Directed by Richard Anthony Dunford
Starring Neil Summerville and Harriet Madeley
Short film review by Monica Jowett
Short film Jump brings together dark humour, touching moments and Christmas. Director, writer and producer Richard Anthony Dunford cleverly sets up this film to surprise you and you are left with both some touching sequences and comical moments in just nine and a half minutes.
The film opens up to some Christmas music, baubles and a stocking hung up for ‘Dad’. But it is not the happy Christmas scene you might expect because the dad, George Bailey (Neil Summerville), is all alone. He pierces the film lid on a microwave dinner and sits alone. The man is obviously lonely and pitiful, and the divorce papers reveal the reason why.

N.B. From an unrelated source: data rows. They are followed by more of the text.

//! Hexdump rendering for flat binaries.

/// Bytes shown per row.
pub const BYTES_PER_ROW: usize = 8;

/// Renders `binary` as rows of `OFFSET:  HH HH ..  ascii`.
///
/// Offsets are upper-case hex, zero-padded to the width of the binary's
/// length. A run of all-zero rows is collapsed into one `[zeros]` line and the
/// dump ends with a `LEN:  [end of binary]` line.
pub fn hexdump(binary: &[u8]) -> String {
    let width = format!("{:x}", binary.len()).len();
    let hex_width = 3 * BYTES_PER_ROW - 1;
    let mut out = String::new();
    let mut in_zeros = false;

    for (row, chunk) in binary.chunks(BYTES_PER_ROW).enumerate() {
        if chunk.iter().all(|&b| b == 0) {
            if !in_zeros {
                out.push_str(&format!("{}.  [zeros]\n", ".".repeat(width)));
            }
            in_zeros = true;
            continue;
        }
        in_zeros = false;

        let hex = chunk
            .iter()
            .map(|b| format!("{b:02X}"))
            .collect::<Vec<_>>()
            .join(" ");
        let ascii: String = chunk
            .iter()
            .map(|&b| if (32..128).contains(&b) { b as char } else { '.' })
            .collect();
        let offset = row * BYTES_PER_ROW;
        out.push_str(&format!("{offset:0width$X}:  {hex:hex_width$}  {ascii}\n"));
    }

    out.push_str(&format!("{:0width$X}:  [end of binary]\n", binary.len()));
    out
}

The sombre feeling we get from this character continues throughout. Christmas is not a time of year when you want to be alone, but as George stands on the edge, he isn’t alone, as a woman Donna (Harriet Madeley), covered in blood talks to him. She’s a ghost.
The film has clear references to the acclaimed Christmas film It’s A Wonderful Life (1946). George Bailey was also the central character of that film, and down on his luck on Christmas Eve, he contemplates jumping off a bridge, before he is rescued by an angel.

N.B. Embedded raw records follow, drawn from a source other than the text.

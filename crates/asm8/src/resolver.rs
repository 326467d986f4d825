//! Address layout and label resolution (pass 1).
//!
//! [`layout`] walks the statement list once, maintaining the location
//! counter, assigning an address to every label and instruction, and
//! building the [`SymbolTable`]. The table is read-only afterwards; the
//! encoder queries it through [`SymbolTable::resolve`].

use alloc::collections::BTreeMap;
use alloc::string::String;
use alloc::string::ToString;
use alloc::vec::Vec;

use crate::error::{AsmError, Span};
use crate::ir::{Direction, LabelName, Statement, SymbolRef};

/// Size of every instruction word in bytes.
pub const WORD_BYTES: u32 = 2;

/// Highest address an instruction may start at; its second byte sits at 0xFFFF.
pub const MAX_INSTRUCTION_ADDRESS: u32 = 0xFFFE;

/// A global label definition.
#[derive(Debug, Clone, Copy, PartialEq, Eq)]
struct GlobalDef {
    address: u16,
    span: Span,
}

/// Reusable single-digit labels (`1:` / `1b` / `1f`).
///
/// Definitions are kept per digit in source order. Lookups are by address,
/// not by position in the source, so that a `.org` that moves the location
/// counter backward is handled consistently.
#[derive(Debug, Clone, Default)]
struct LocalLabels {
    defs: BTreeMap<u8, Vec<u16>>,
}

impl LocalLabels {
    fn define(&mut self, digit: u8, address: u16) {
        self.defs.entry(digit).or_default().push(address);
    }

    /// Smallest definition address at or after `from`. Ties go to the
    /// earliest definition in source order.
    fn forward(&self, digit: u8, from: u32) -> Option<u16> {
        let mut best: Option<u16> = None;
        for &addr in self.defs.get(&digit)? {
            if u32::from(addr) >= from && best.map_or(true, |b| addr < b) {
                best = Some(addr);
            }
        }
        best
    }

    /// Largest definition address strictly before `before`.
    fn backward(&self, digit: u8, before: u16) -> Option<u16> {
        let mut best: Option<u16> = None;
        for &addr in self.defs.get(&digit)? {
            if addr < before && best.map_or(true, |b| addr > b) {
                best = Some(addr);
            }
        }
        best
    }

    fn count(&self) -> usize {
        self.defs.values().map(Vec::len).sum()
    }
}

/// Label addresses collected during layout.
#[derive(Debug, Clone, Default)]
pub struct SymbolTable {
    globals: BTreeMap<String, GlobalDef>,
    locals: LocalLabels,
}

impl SymbolTable {
    /// Create an empty table.
    pub fn new() -> Self {
        Self::default()
    }

    /// Record a global label.
    ///
    /// # Errors
    ///
    /// Returns [`AsmError::DuplicateLabel`] if `name` is already defined.
    pub fn define_global(&mut self, name: &str, address: u16, span: Span) -> Result<(), AsmError> {
        if let Some(existing) = self.globals.get(name) {
            return Err(AsmError::DuplicateLabel {
                label: String::from(name),
                span,
                first_span: existing.span,
            });
        }
        self.globals
            .insert(String::from(name), GlobalDef { address, span });
        Ok(())
    }

    /// Record one occurrence of a local label. Redefinition is allowed.
    pub fn define_local(&mut self, digit: u8, address: u16) {
        self.locals.define(digit, address);
    }

    /// Address of a global label.
    pub fn global(&self, name: &str) -> Option<u16> {
        self.globals.get(name).map(|d| d.address)
    }

    /// Number of global labels.
    pub fn global_count(&self) -> usize {
        self.globals.len()
    }

    /// Number of local label occurrences.
    pub fn local_count(&self) -> usize {
        self.locals.count()
    }

    /// Global labels sorted by address, then name.
    pub fn globals_by_address(&self) -> Vec<(String, u16)> {
        let mut out: Vec<(String, u16)> = self
            .globals
            .iter()
            .map(|(name, def)| (name.clone(), def.address))
            .collect();
        out.sort_by(|a, b| a.1.cmp(&b.1).then_with(|| a.0.cmp(&b.0)));
        out
    }

    /// Resolve a symbolic target referenced by the instruction at `from`.
    ///
    /// - a global name resolves to its unique definition;
    /// - `Nf` resolves to the lowest definition of `N` at or after the
    ///   following instruction (`from + 2`);
    /// - `Nb` resolves to the highest definition of `N` strictly below `from`.
    ///
    /// # Errors
    ///
    /// Returns [`AsmError::UnresolvedSymbol`] when no definition matches.
    pub fn resolve(&self, sym: &SymbolRef, from: u16, span: Span) -> Result<u16, AsmError> {
        let found = match sym {
            SymbolRef::Global(name) => self.global(name),
            SymbolRef::Local {
                digit,
                direction: Direction::Forward,
            } => self.locals.forward(*digit, u32::from(from) + WORD_BYTES),
            SymbolRef::Local {
                digit,
                direction: Direction::Backward,
            } => self.locals.backward(*digit, from),
        };
        found.ok_or_else(|| AsmError::UnresolvedSymbol {
            label: sym.to_string(),
            span,
        })
    }
}

/// Assign addresses to every statement and collect label definitions.
///
/// The location counter starts at 0, advances by one word per instruction
/// and is overwritten by `.org`. Gaps left by `.org` are not filled.
///
/// # Errors
///
/// - [`AsmError::DuplicateLabel`] for a redefined global label;
/// - [`AsmError::ImmediateOutOfRange`] for a `.org` outside `0..=0xFFFF`;
/// - [`AsmError::AddressOutOfRange`] for an instruction or label past the
///   end of the address space.
pub fn layout(statements: &mut [Statement]) -> Result<SymbolTable, AsmError> {
    let mut symbols = SymbolTable::new();
    let mut lc: u32 = 0;

    for stmt in statements.iter_mut() {
        match stmt {
            Statement::Label(label) => {
                let address = u16::try_from(lc).map_err(|_| AsmError::AddressOutOfRange {
                    address: lc,
                    span: label.span,
                })?;
                label.address = Some(address);
                match &label.name {
                    LabelName::Global(name) => {
                        symbols.define_global(name, address, label.span)?;
                    }
                    LabelName::Local(digit) => symbols.define_local(*digit, address),
                }
            }
            Statement::Org(org) => {
                let target = org.target.value;
                if !(0..=0xFFFF).contains(&target) {
                    return Err(AsmError::ImmediateOutOfRange {
                        value: target,
                        min: 0,
                        max: 0xFFFF,
                        span: org.span,
                    });
                }
                tracing::trace!(from = lc, to = target, "placement directive");
                lc = target as u32;
            }
            Statement::Instruction(instr) => {
                if lc > MAX_INSTRUCTION_ADDRESS {
                    return Err(AsmError::AddressOutOfRange {
                        address: lc,
                        span: instr.span,
                    });
                }
                instr.address = Some(lc as u16);
                lc += WORD_BYTES;
            }
        }
    }

    Ok(symbols)
}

However, that is where the similarities end. Though the classic has many comical moments, Jump brings a darker edge to its humour, but it doesn’t step over that edge and keeps the issue of suicide in a serious light.
The music further captures the tone of the film. The Christmas music keeps it light hearted, to the point that the music is another comical element.
The cast do their job well. Summerville is great casting as the down in the dumps George, and Madeley as the brash young woman who comes to save him is the perfect opposite, creating an interesting dynamic in their short scene. The supporting cast of ghosts are fun to watch too. The short dialogue they have, gives an impression of a good rapport.
Jump is a fun watch; the cast are great and add something to the story, the music is used wonderfully to further the dramatic moments, but never buries us under them. Dunford keep the story tight and direct, so there is no moment left wasted.